Records from a data source:
####

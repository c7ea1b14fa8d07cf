//! Tool configuration.
//!
//! Optional `mmdgen.toml` with `[render]` and `[output]` sections. CLI
//! flags override config values; config overrides built-in defaults. A
//! missing config file is the normal case.

use crate::render_options::{ImageFormat, RenderOptions};
use anyhow::{Context, Result};
use serde::{Deserialize, Serialize};
use std::fs;
use std::path::{Path, PathBuf};
use tracing::warn;

/// Config filename looked up in the working directory.
pub const CONFIG_FILE_NAME: &str = "mmdgen.toml";

/// Output artifact configuration.
#[derive(Debug, Clone, Serialize, Deserialize)]
pub struct OutputSection {
    /// Directory receiving generated artifacts.
    #[serde(default = "default_output_dir")]
    pub dir: PathBuf,

    /// Default image format.
    #[serde(default)]
    pub format: ImageFormat,
}

fn default_output_dir() -> PathBuf {
    PathBuf::from("diagrams")
}

impl Default for OutputSection {
    fn default() -> Self {
        Self {
            dir: default_output_dir(),
            format: ImageFormat::default(),
        }
    }
}

/// Top-level configuration.
#[derive(Debug, Clone, Default, Serialize, Deserialize)]
pub struct Config {
    #[serde(default)]
    pub render: RenderOptions,

    #[serde(default)]
    pub output: OutputSection,
}

impl Config {
    /// Parse a config file.
    pub fn load(path: &Path) -> Result<Self> {
        let content = fs::read_to_string(path)
            .with_context(|| format!("failed to read config {}", path.display()))?;
        toml::from_str(&content)
            .with_context(|| format!("failed to parse config {}", path.display()))
    }

    /// Load from the discovery chain, falling back to defaults. A config
    /// file that exists but fails to parse is reported and ignored rather
    /// than aborting the workflow.
    pub fn load_or_default(explicit: Option<&Path>) -> Self {
        let candidate = match explicit {
            Some(path) => Some(path.to_path_buf()),
            None => discover_config(),
        };

        let Some(path) = candidate else {
            return Self::default();
        };

        match Self::load(&path) {
            Ok(config) => config,
            Err(err) => {
                warn!("{:#}; using defaults", err);
                Self::default()
            }
        }
    }
}

/// Config discovery chain: `./mmdgen.toml`, then the user config
/// directory.
pub fn discover_config() -> Option<PathBuf> {
    let local = PathBuf::from(CONFIG_FILE_NAME);
    if local.exists() {
        return Some(local);
    }

    if let Some(config_dir) = dirs::config_dir() {
        let user = config_dir.join("mmdgen").join("config.toml");
        if user.exists() {
            return Some(user);
        }
    }

    None
}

####

* **Your task**
Restate the records above verbatim up to and including the line containing "pub fn load(path: &Path)".

* **Response**
repository c7ea1b14fa8d07cf
//! Tool configuration.
//!
//! Optional `mmdgen.toml` with `[render]` and `[output]` sections. CLI
//! flags override config values; config overrides built-in defaults. A
//! missing config file is the normal case.

use crate::render_options::{ImageFormat, RenderOptions};
use anyhow::{Context, Result};
use serde::{Deserialize, Serialize};
use std::fs;
use std::path::{Path, PathBuf};
use tracing::warn;

/// Config filename looked up in the working directory.
pub const CONFIG_FILE_NAME: &str = "mmdgen.toml";

/// Output artifact configuration.
#[derive(Debug, Clone, Serialize, Deserialize)]
pub struct OutputSection {
    /// Directory receiving generated artifacts.
    #[serde(default = "default_output_dir")]
    pub dir: PathBuf,

    /// Default image format.
    #[serde(default)]
    pub format: ImageFormat,
}

fn default_output_dir() -> PathBuf {
    PathBuf::from("diagrams")
}

impl Default for OutputSection {
    fn default() -> Self {
        Self {
            dir: default_output_dir(),
            format: ImageFormat::default(),
        }
    }
}

/// Top-level configuration.
#[derive(Debug, Clone, Default, Serialize, Deserialize)]
pub struct Config {
    #[serde(default)]
    pub render: RenderOptions,

    #[serde(default)]
    pub output: OutputSection,
}

impl Config {
    /// Parse a config file.
    pub fn load(path: &Path) -> Result<Self> {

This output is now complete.